Saved data entries:
++++
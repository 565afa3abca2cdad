//! Insulin action curves, insulin-on-board and the insulin glucose effect.
//!
//! - The exponential model is parameterized by action duration, peak time and
//!   an absorption delay; presets cover the common rapid-acting formulations.
//! - A dose with a duration is treated as continuous delivery: it is cut into
//!   grid-sized slices, each acting from its own start.

use chrono::{DateTime, Duration, Utc};
use serde::{Deserialize, Serialize};

use crate::annotation::AnnotatedDose;
use crate::config::SensitivityMode;
use crate::effects::{GlucoseEffect, zeroed};
use crate::error::Result;
use crate::schedule::ScheduleTable;
use crate::util::{duration_minutes, minutes, minutes_between};

/// Insulin action model. Presets all use a 10 minute delay.
#[derive(Debug, Clone, Copy, PartialEq, Default, Serialize, Deserialize)]
#[serde(tag = "kind", rename_all = "snake_case")]
pub enum InsulinModel {
    /// 360 min action, peak at 75 min.
    #[default]
    RapidActingAdult,
    /// 360 min action, peak at 65 min.
    RapidActingChild,
    /// 360 min action, peak at 55 min.
    Fiasp,
    /// 360 min action, peak at 55 min.
    Lyumjev,
    /// 300 min action, peak at 29 min.
    Afrezza,
    Exponential {
        action_minutes: f64,
        peak_minutes: f64,
        delay_minutes: f64,
    },
}

const PRESET_DELAY_MINUTES: f64 = 10.0;

impl InsulinModel {
    /// `(action, peak, delay)` in minutes.
    pub fn parameters(&self) -> (f64, f64, f64) {
        match *self {
            InsulinModel::RapidActingAdult => (360.0, 75.0, PRESET_DELAY_MINUTES),
            InsulinModel::RapidActingChild => (360.0, 65.0, PRESET_DELAY_MINUTES),
            InsulinModel::Fiasp | InsulinModel::Lyumjev => (360.0, 55.0, PRESET_DELAY_MINUTES),
            InsulinModel::Afrezza => (300.0, 29.0, PRESET_DELAY_MINUTES),
            InsulinModel::Exponential {
                action_minutes,
                peak_minutes,
                delay_minutes,
            } => (action_minutes, peak_minutes, delay_minutes),
        }
    }

    pub fn validate(&self) -> std::result::Result<(), &'static str> {
        let (action, peak, delay) = self.parameters();
        if !(action.is_finite() && peak.is_finite() && delay.is_finite()) {
            return Err("insulin model parameters must be finite");
        }
        if delay < 0.0 {
            return Err("insulin model delay must be >= 0");
        }
        // tau is only positive with the peak in the first half of the action.
        if !(peak > 0.0 && 2.0 * peak < action) {
            return Err("insulin model peak must be in (0, action / 2)");
        }
        Ok(())
    }

    /// Time from delivery until the dose has no remaining effect.
    pub fn effect_duration(&self) -> Duration {
        let (action, _, delay) = self.parameters();
        minutes(action + delay)
    }

    /// Fraction of a dose still to act `elapsed_minutes` after delivery.
    pub fn percent_effect_remaining(&self, elapsed_minutes: f64) -> f64 {
        let (action, peak, delay) = self.parameters();
        let t = elapsed_minutes - delay;
        if t <= 0.0 {
            return 1.0;
        }
        if t >= action {
            return 0.0;
        }
        let tau = peak * (1.0 - peak / action) / (1.0 - 2.0 * peak / action);
        let a = 2.0 * tau / action;
        let s = 1.0 / (1.0 - a + (1.0 + a) * (-action / tau).exp());
        let remaining = 1.0
            - s * (1.0 - a)
                * ((t * t / (tau * action * (1.0 - a)) - t / tau - 1.0) * (-t / tau).exp() + 1.0);
        remaining.clamp(0.0, 1.0)
    }
}

/// Split of a dose's volume at one instant, as fractions of the whole volume.
#[derive(Debug, Clone, Copy, PartialEq, Default)]
struct DoseProgress {
    /// Delivered and already acted.
    absorbed: f64,
    /// Delivered but still to act.
    remaining: f64,
}

fn dose_progress(
    model: &InsulinModel,
    start: DateTime<Utc>,
    end: DateTime<Utc>,
    t: DateTime<Utc>,
    slice_minutes: f64,
) -> DoseProgress {
    let elapsed = minutes_between(start, t);
    if elapsed < 0.0 {
        return DoseProgress::default();
    }
    let length = minutes_between(start, end);
    if length <= 0.0 || slice_minutes <= 0.0 {
        let remaining = model.percent_effect_remaining(elapsed);
        return DoseProgress {
            absorbed: 1.0 - remaining,
            remaining,
        };
    }

    let mut progress = DoseProgress::default();
    let mut slice_start = 0.0;
    while slice_start < length && slice_start < elapsed {
        let slice_end = (slice_start + slice_minutes).min(length).min(elapsed);
        let weight = (slice_end - slice_start) / length;
        let remaining = model.percent_effect_remaining(elapsed - slice_start);
        progress.absorbed += weight * (1.0 - remaining);
        progress.remaining += weight * remaining;
        slice_start += slice_minutes;
    }
    progress
}

/// Units delivered at or before `t` that have yet to act.
pub fn insulin_on_board(
    doses: &[AnnotatedDose],
    model: &InsulinModel,
    t: DateTime<Utc>,
    delta: Duration,
) -> f64 {
    let slice = duration_minutes(delta);
    doses
        .iter()
        .filter(|d| d.start() <= t)
        .map(|d| {
            let p = dose_progress(model, d.start(), d.end(), t, slice);
            d.relative_volume() * p.remaining
        })
        .sum()
}

/// Cumulative glucose effect of `doses` at each `grid` time, zeroed at the
/// first grid point.
///
/// Each dose contributes `-relative volume × sensitivity × absorbed fraction`.
/// Doses that finished acting before the grid starts only add a constant and
/// are skipped.
pub fn insulin_effects(
    doses: &[AnnotatedDose],
    model: &InsulinModel,
    sensitivity: &ScheduleTable<f64>,
    mode: SensitivityMode,
    grid: &[DateTime<Utc>],
    delta: Duration,
) -> Result<Vec<GlucoseEffect>> {
    let Some(&first) = grid.first() else {
        return Ok(Vec::new());
    };
    let slice = duration_minutes(delta);
    let mut values = vec![0.0; grid.len()];

    for dose in doses {
        if dose.end() + model.effect_duration() <= first {
            continue;
        }
        let volume = dose.relative_volume();
        if volume == 0.0 {
            continue;
        }
        match mode {
            SensitivityMode::DoseStart => {
                let isf = sensitivity.sensitivity_for(mode, dose.start(), first)?;
                for (value, &t) in values.iter_mut().zip(grid) {
                    let p = dose_progress(model, dose.start(), dose.end(), t, slice);
                    *value -= volume * isf * p.absorbed;
                }
            }
            SensitivityMode::EffectTime => {
                // Each step's newly absorbed insulin uses the sensitivity at
                // that step; absorption before the grid uses the dose start.
                let mut prev_absorbed = 0.0;
                let mut acc = 0.0;
                for (i, &t) in grid.iter().enumerate() {
                    let p = dose_progress(model, dose.start(), dose.end(), t, slice);
                    let step = p.absorbed - prev_absorbed;
                    if step != 0.0 {
                        let at = if i == 0 { dose.start() } else { t };
                        let isf = sensitivity.sensitivity_for(mode, dose.start(), at)?;
                        acc -= volume * isf * step;
                    }
                    prev_absorbed = p.absorbed;
                    values[i] += acc;
                }
            }
        }
    }

    let curve = grid
        .iter()
        .zip(values)
        .map(|(&t, v)| GlucoseEffect::new(t, v))
        .collect();
    Ok(zeroed(curve))
}

#[cfg(test)]
mod tests {
    use super::*;

    #[test]
    fn presets_are_valid() {
        for m in [
            InsulinModel::RapidActingAdult,
            InsulinModel::RapidActingChild,
            InsulinModel::Fiasp,
            InsulinModel::Lyumjev,
            InsulinModel::Afrezza,
        ] {
            assert!(m.validate().is_ok(), "{m:?}");
        }
    }

    #[test]
    fn adult_duration_is_six_hours_ten() {
        assert_eq!(
            InsulinModel::RapidActingAdult.effect_duration(),
            Duration::minutes(370)
        );
    }

    #[test]
    fn remaining_is_monotone_and_bounded() {
        let m = InsulinModel::RapidActingAdult;
        assert_eq!(m.percent_effect_remaining(0.0), 1.0);
        assert_eq!(m.percent_effect_remaining(10.0), 1.0);
        assert_eq!(m.percent_effect_remaining(370.0), 0.0);
        let mut prev = 1.0;
        for minute in 0..=400 {
            let r = m.percent_effect_remaining(f64::from(minute));
            assert!(r <= prev + 1e-12, "not monotone at {minute}");
            prev = r;
        }
    }

    #[test]
    fn serde_tagged_model() {
        let json = serde_json::to_string(&InsulinModel::Fiasp).unwrap();
        assert_eq!(json, r#"{"kind":"fiasp"}"#);
        let custom: InsulinModel = serde_json::from_str(
            r#"{"kind":"exponential","action_minutes":300,"peak_minutes":60,"delay_minutes":5}"#,
        )
        .unwrap();
        assert_eq!(custom.effect_duration(), Duration::minutes(305));
    }
}
//! The forecast pipeline.
//!
//! Annotate doses, derive the insulin effect, measure counteraction, attribute
//! it to carbs, correct for what remains unexplained, add momentum, then sum
//! the enabled curves from the latest glucose sample. Every curve shares one
//! grid anchored at the prediction start.

use chrono::{DateTime, Utc};
use glyco_traits::GlucoseSample;

use crate::annotation::{active_temp_basal, annotate, trim_to};
use crate::carbs::{carb_effects, carb_statuses, carbs_on_board};
use crate::counteraction::counteraction_effects;
use crate::effects::GlucoseEffect;
use crate::error::{ForecastError, Result, ScheduleKind};
use crate::insulin::{insulin_effects, insulin_on_board};
use crate::momentum::momentum_effect;
use crate::prediction::{apply_floor, predict_glucose};
use crate::recommendation::{DosingContext, insulin_correction, recommend};
use crate::retrospective::{CorrectionContext, retrospective_correction};
use crate::types::{ForecastInput, ForecastOutput};
use crate::util::grid_points;

/// Glucose samples at or before `now`, checked for strict time order.
fn usable_glucose(glucose: &[GlucoseSample], now: DateTime<Utc>) -> Result<&[GlucoseSample]> {
    if let Some(i) = glucose.windows(2).position(|w| w[1].time <= w[0].time) {
        return Err(ForecastError::InvalidInput(format!(
            "glucose samples must be strictly increasing in time (index {})",
            i + 1
        )));
    }
    if let Some(s) = glucose.iter().find(|s| !s.value.is_finite()) {
        return Err(ForecastError::InvalidInput(format!(
            "non-finite glucose value at {}",
            s.time
        )));
    }
    let upto = glucose.partition_point(|s| s.time <= now);
    Ok(&glucose[..upto])
}

/// Produce a forecast from `input` as of `now`.
///
/// The prediction starts at the latest glucose sample at or before `now`.
/// Identical inputs always give identical outputs.
pub fn forecast(input: &ForecastInput, now: DateTime<Utc>) -> Result<ForecastOutput> {
    input.validate()?;
    let settings = &input.settings;

    let glucose = usable_glucose(&input.glucose, now)?;
    let (Some(first), Some(latest)) = (glucose.first(), glucose.last()) else {
        return Err(ForecastError::MissingGlucoseHistory);
    };
    let start = latest.time;
    let delta = settings.delta();
    let model = settings.insulin_model;

    let basal_rate = input.basal.require_at(ScheduleKind::Basal, start)?;
    let sensitivity = input.sensitivity.require_at(ScheduleKind::Sensitivity, start)?;
    let target = input.target.require_at(ScheduleKind::Target, start)?;

    let full_grid = grid_points(first.time, start + settings.horizon(), start, delta);
    let history_grid: Vec<DateTime<Utc>> =
        full_grid.iter().copied().filter(|t| *t <= start).collect();

    // Insulin
    let doses = trim_to(&input.doses, now);
    let annotated = annotate(&doses, &input.basal);
    let insulin = insulin_effects(
        &annotated,
        &model,
        &input.sensitivity,
        settings.sensitivity_mode,
        &full_grid,
        delta,
    )?;
    let iob = insulin_on_board(&annotated, &model, start, delta);

    // Counteraction and carbs
    let ice = counteraction_effects(glucose, &insulin, &history_grid, settings.glucose_tolerance());
    let statuses = carb_statuses(
        &input.carbs,
        &ice,
        &input.carb_ratio,
        &input.sensitivity,
        &settings.carbs,
        start,
    )?;
    let carbs = carb_effects(&statuses, &full_grid);
    let cob = carbs_on_board(&statuses);

    // Retrospective correction and momentum
    let rc = retrospective_correction(
        &ice,
        &carbs,
        &CorrectionContext {
            latest_glucose: *latest,
            sensitivity,
            basal_rate,
            target,
        },
        &settings.retrospective,
        start,
        delta,
    );
    let momentum = momentum_effect(glucose, &settings.momentum, delta, settings.glucose_tolerance());

    let enabled = settings.effects;
    let mut curves: Vec<&[GlucoseEffect]> = Vec::with_capacity(4);
    if enabled.insulin {
        curves.push(&insulin);
    }
    if enabled.carbs {
        curves.push(&carbs);
    }
    if enabled.retrospective_correction {
        curves.push(&rc.effects);
    }
    if enabled.momentum {
        curves.push(&momentum);
    }
    // Classification sees the raw curve; the floor only bounds what is reported.
    let raw = predict_glucose(latest, settings.horizon(), delta, &curves);
    let predicted = apply_floor(&raw, settings.prediction_floor);

    let (correction, recommendation) = match input.limits {
        None => (None, None),
        Some(_) if now - start > settings.recommendation.max_glucose_age() => {
            tracing::warn!(
                glucose_time = %start,
                now = %now,
                "latest glucose too old; recommendation withheld"
            );
            (None, None)
        }
        Some(limits) => {
            let correction = insulin_correction(
                &raw,
                &input.target,
                limits.suspend_threshold,
                sensitivity,
                &model,
                start,
            )?;
            let ctx = DosingContext {
                prediction_start: start,
                scheduled_basal_rate: basal_rate,
                sensitivity,
                active_temp_basal: active_temp_basal(&input.doses, start),
            };
            let rec = recommend(&correction, &ctx, &limits, &settings.recommendation);
            (Some(correction), Some(rec))
        }
    };

    tracing::info!(
        prediction_start = %start,
        eventual = predicted.last().map_or(f64::NAN, |p| p.value),
        points = predicted.len(),
        iob,
        cob,
        ice_intervals = ice.len(),
        "forecast complete"
    );

    Ok(ForecastOutput {
        prediction_start: start,
        predicted_glucose: predicted,
        insulin_effects: insulin,
        carb_effects: carbs,
        retrospective_effects: rc.effects,
        momentum_effects: momentum,
        insulin_counteraction: ice,
        carb_statuses: statuses,
        insulin_on_board: iob,
        carbs_on_board: cob,
        retrospective_discrepancy: rc.clamped_discrepancy,
        correction,
        recommendation,
    })
}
++++
= What this task involves =
Pull out each line of the records holding the string "samples".

= Solved exercise =
/// Glucose samples at or before `now`, checked for strict time order.
            "glucose samples must be strictly increasing in time (index {})",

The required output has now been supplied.